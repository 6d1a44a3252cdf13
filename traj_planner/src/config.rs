//! Planner configuration with TOML loading and validation.
//!
//! Hosts can either call the individual setters on the planner or load a
//! `PlannerConfig` from a TOML file at startup and apply it in one shot.
//! Every field has a serde default so partial files stay valid.

use std::path::Path;

use serde::{Deserialize, Serialize};

use crate::error::TpError;
use crate::state::TermCond;
use crate::{DEFAULT_LOOKAHEAD_DEPTH, DEFAULT_QUEUE_CAPACITY, DEFAULT_REVERSAL_DEBOUNCE};

/// Static planner configuration.
#[derive(Debug, Clone, Serialize, Deserialize)]
pub struct PlannerConfig {
    /// Control period [s].
    #[serde(default = "default_cycle_time")]
    pub cycle_time: f64,
    /// Default requested velocity bound for queued moves [user units/s].
    #[serde(default = "default_v_max")]
    pub v_max: f64,
    /// Machine velocity ceiling before axis limits bite [user units/s].
    #[serde(default = "default_v_max")]
    pub ini_max_vel: f64,
    /// Tool-tip velocity limit [user units/s].
    #[serde(default = "default_v_limit")]
    pub v_limit: f64,
    /// Acceleration ceiling [user units/s²].
    #[serde(default = "default_a_max")]
    pub a_max: f64,
    /// Termination condition applied to subsequent moves.
    #[serde(default)]
    pub term_cond: TermCond,
    /// Blend tolerance applied to subsequent moves [user units].
    #[serde(default)]
    pub tolerance: f64,
    /// Segment queue capacity the host plans for; checked against the
    /// planner's compiled-in capacity when the planner is built.
    #[serde(default = "default_queue_capacity")]
    pub queue_capacity: usize,
    /// How many segments the rising-tide optimizer walks back from the
    /// queue tail.
    #[serde(default = "default_lookahead_depth")]
    pub lookahead_depth: usize,
    /// Consecutive monotonic spindle-position samples required before a
    /// rigid-tap reversal transition fires.
    #[serde(default = "default_reversal_debounce")]
    pub reversal_debounce: u8,
}

fn default_cycle_time() -> f64 {
    0.001
}
fn default_v_max() -> f64 {
    100.0
}
fn default_v_limit() -> f64 {
    100.0
}
fn default_a_max() -> f64 {
    1000.0
}
fn default_queue_capacity() -> usize {
    DEFAULT_QUEUE_CAPACITY
}
fn default_lookahead_depth() -> usize {
    DEFAULT_LOOKAHEAD_DEPTH
}
fn default_reversal_debounce() -> u8 {
    DEFAULT_REVERSAL_DEBOUNCE
}

impl Default for PlannerConfig {
    fn default() -> Self {
        Self {
            cycle_time: 0.001,
            v_max: 100.0,
            ini_max_vel: 100.0,
            v_limit: 100.0,
            a_max: 1000.0,
            term_cond: TermCond::default(),
            tolerance: 0.0,
            queue_capacity: DEFAULT_QUEUE_CAPACITY,
            lookahead_depth: DEFAULT_LOOKAHEAD_DEPTH,
            reversal_debounce: DEFAULT_REVERSAL_DEBOUNCE,
        }
    }
}

impl PlannerConfig {
    /// Check parameter bounds.
    pub fn validate(&self) -> Result<(), TpError> {
        if self.cycle_time <= 0.0 {
            return Err(TpError::InvalidCycleTime(self.cycle_time));
        }
        if self.v_max <= 0.0 {
            return Err(TpError::InvalidVelocity(self.v_max));
        }
        if self.ini_max_vel <= 0.0 {
            return Err(TpError::InvalidVelocity(self.ini_max_vel));
        }
        if self.v_limit < 0.0 {
            return Err(TpError::InvalidVelocity(self.v_limit));
        }
        if self.a_max <= 0.0 {
            return Err(TpError::InvalidAccel(self.a_max));
        }
        if self.tolerance < 0.0 {
            return Err(TpError::Config(format!(
                "tolerance must be non-negative, got {}",
                self.tolerance
            )));
        }
        if self.queue_capacity == 0 {
            return Err(TpError::Config(
                "queue capacity must be positive".to_string(),
            ));
        }
        if self.lookahead_depth < 2 {
            return Err(TpError::Config(format!(
                "lookahead depth must be at least 2, got {}",
                self.lookahead_depth
            )));
        }
        if self.reversal_debounce == 0 {
            return Err(TpError::Config(
                "reversal debounce must be at least 1".to_string(),
            ));
        }
        Ok(())
    }

    /// Parse and validate a config from TOML text.
    pub fn from_toml(text: &str) -> Result<Self, TpError> {
        let config: Self =
            toml::from_str(text).map_err(|e| TpError::Config(format!("parse error: {e}")))?;
        config.validate()?;
        Ok(config)
    }

    /// Load and validate a config from a TOML file.
    pub fn from_toml_file(path: &Path) -> Result<Self, TpError> {
        let text = std::fs::read_to_string(path)
            .map_err(|e| TpError::Config(format!("failed to read {}: {e}", path.display())))?;
        Self::from_toml(&text)
    }
}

Aim of the exercise:
All that belongs in your answer is the stretch of entries above from the line with "impl Default for" through the line with "if self.v_limit <", printed exactly.

Answer to the problem:
impl Default for PlannerConfig {
    fn default() -> Self {
        Self {
            cycle_time: 0.001,
            v_max: 100.0,
            ini_max_vel: 100.0,
            v_limit: 100.0,
            a_max: 1000.0,
            term_cond: TermCond::default(),
            tolerance: 0.0,
            queue_capacity: DEFAULT_QUEUE_CAPACITY,
            lookahead_depth: DEFAULT_LOOKAHEAD_DEPTH,
            reversal_debounce: DEFAULT_REVERSAL_DEBOUNCE,
        }
    }
}

impl PlannerConfig {
    /// Check parameter bounds.
    pub fn validate(&self) -> Result<(), TpError> {
        if self.cycle_time <= 0.0 {
            return Err(TpError::InvalidCycleTime(self.cycle_time));
        }
        if self.v_max <= 0.0 {
            return Err(TpError::InvalidVelocity(self.v_max));
        }
        if self.ini_max_vel <= 0.0 {
            return Err(TpError::InvalidVelocity(self.ini_max_vel));
        }
        if self.v_limit < 0.0 {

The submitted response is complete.